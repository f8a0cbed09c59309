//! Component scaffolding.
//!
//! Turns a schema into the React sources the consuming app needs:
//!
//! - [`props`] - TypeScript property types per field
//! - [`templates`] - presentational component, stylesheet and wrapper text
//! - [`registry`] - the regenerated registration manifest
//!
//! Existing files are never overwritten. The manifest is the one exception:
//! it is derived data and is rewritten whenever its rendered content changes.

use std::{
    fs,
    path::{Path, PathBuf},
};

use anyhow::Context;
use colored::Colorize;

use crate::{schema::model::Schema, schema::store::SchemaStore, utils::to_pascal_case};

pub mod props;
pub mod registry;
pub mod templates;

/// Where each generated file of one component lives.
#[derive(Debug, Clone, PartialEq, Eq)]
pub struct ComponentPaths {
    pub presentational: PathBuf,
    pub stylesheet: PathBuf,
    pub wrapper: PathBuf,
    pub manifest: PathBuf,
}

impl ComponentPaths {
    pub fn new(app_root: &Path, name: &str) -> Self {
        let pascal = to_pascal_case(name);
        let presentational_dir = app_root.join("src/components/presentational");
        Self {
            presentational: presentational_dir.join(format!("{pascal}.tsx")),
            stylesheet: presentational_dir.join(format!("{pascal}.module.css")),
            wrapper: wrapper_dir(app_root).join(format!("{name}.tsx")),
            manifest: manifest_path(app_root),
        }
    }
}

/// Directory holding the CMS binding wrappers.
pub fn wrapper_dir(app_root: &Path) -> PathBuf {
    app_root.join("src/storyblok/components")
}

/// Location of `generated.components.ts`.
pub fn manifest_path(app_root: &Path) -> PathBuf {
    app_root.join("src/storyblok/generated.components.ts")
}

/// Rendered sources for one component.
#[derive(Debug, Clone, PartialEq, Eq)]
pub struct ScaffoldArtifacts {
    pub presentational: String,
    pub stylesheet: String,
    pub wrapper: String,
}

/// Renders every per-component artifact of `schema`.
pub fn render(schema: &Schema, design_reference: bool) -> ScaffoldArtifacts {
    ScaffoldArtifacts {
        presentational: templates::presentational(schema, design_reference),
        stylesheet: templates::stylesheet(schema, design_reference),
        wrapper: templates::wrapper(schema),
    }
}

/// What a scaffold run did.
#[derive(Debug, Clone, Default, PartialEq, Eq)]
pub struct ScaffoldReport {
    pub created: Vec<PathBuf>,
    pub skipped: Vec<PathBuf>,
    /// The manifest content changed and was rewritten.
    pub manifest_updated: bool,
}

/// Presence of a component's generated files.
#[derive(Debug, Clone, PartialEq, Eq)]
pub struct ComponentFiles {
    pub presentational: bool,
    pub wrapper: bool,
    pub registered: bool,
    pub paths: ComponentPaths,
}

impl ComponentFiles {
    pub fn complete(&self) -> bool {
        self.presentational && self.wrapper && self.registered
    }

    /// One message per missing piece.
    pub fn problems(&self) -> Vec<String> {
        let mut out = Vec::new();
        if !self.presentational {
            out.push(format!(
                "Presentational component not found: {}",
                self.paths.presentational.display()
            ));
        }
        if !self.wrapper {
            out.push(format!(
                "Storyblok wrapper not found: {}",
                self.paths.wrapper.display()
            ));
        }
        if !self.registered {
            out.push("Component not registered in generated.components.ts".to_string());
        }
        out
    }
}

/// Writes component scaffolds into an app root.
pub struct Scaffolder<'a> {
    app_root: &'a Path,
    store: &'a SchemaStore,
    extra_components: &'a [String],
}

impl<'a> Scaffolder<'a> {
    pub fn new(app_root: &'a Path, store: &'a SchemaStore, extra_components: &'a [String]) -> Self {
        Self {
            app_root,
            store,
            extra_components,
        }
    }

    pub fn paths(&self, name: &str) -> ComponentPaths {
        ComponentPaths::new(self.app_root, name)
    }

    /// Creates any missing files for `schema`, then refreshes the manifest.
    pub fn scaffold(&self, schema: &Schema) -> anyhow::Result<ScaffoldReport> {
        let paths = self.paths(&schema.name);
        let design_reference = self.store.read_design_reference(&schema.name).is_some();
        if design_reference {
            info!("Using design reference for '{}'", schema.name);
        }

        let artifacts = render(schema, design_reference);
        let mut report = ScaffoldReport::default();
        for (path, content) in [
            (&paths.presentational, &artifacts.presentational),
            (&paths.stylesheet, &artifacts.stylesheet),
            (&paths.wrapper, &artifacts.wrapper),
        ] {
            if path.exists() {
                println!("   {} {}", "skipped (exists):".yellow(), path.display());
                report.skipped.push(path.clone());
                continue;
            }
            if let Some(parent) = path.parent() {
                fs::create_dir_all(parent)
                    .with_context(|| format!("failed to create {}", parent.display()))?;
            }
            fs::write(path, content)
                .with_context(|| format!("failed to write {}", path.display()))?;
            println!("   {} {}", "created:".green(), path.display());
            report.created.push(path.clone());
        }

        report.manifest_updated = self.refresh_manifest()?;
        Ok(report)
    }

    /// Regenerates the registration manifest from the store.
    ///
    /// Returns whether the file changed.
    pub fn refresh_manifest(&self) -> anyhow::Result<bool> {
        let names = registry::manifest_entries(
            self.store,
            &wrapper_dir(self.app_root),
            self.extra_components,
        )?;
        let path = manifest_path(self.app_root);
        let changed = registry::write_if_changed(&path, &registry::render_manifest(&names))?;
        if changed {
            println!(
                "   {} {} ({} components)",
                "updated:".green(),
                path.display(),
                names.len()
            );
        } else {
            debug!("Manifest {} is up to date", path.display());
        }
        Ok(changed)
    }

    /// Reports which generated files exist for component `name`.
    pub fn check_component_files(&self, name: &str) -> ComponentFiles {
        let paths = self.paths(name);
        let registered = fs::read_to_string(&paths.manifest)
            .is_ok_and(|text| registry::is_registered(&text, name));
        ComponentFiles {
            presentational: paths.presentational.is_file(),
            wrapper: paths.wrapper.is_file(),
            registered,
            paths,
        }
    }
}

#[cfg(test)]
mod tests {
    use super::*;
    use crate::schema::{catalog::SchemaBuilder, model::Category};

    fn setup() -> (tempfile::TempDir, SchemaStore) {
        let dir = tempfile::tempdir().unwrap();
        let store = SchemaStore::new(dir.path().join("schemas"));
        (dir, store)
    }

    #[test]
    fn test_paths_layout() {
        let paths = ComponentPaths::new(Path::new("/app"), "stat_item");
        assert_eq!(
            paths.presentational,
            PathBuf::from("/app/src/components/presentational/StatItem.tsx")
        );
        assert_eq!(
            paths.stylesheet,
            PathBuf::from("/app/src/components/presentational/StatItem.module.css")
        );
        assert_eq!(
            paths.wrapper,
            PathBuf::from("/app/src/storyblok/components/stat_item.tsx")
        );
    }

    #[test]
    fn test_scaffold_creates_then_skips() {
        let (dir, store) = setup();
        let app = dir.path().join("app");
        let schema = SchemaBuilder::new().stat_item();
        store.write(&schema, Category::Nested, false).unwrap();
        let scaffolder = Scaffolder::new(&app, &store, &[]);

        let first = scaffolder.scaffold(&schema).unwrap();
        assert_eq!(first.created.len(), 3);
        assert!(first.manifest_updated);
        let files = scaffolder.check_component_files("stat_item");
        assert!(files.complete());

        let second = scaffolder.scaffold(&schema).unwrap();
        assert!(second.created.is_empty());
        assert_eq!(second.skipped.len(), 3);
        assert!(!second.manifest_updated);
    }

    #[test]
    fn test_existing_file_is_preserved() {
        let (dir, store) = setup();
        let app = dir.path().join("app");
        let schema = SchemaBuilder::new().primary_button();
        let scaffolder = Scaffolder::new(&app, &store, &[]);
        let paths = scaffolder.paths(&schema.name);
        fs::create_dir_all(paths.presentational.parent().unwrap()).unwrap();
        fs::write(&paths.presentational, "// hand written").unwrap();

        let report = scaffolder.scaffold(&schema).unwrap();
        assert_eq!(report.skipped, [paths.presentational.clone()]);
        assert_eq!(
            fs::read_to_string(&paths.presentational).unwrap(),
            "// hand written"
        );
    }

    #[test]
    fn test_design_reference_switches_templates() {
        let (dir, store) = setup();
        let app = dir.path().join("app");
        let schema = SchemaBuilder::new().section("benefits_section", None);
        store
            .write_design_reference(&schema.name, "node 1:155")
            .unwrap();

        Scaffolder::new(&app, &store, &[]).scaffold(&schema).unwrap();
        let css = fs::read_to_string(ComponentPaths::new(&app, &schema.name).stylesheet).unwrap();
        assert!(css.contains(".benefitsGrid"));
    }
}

**What the task requires**: State the number of lines in the records that contain the string "struct", and nothing more.

**Written response**: 5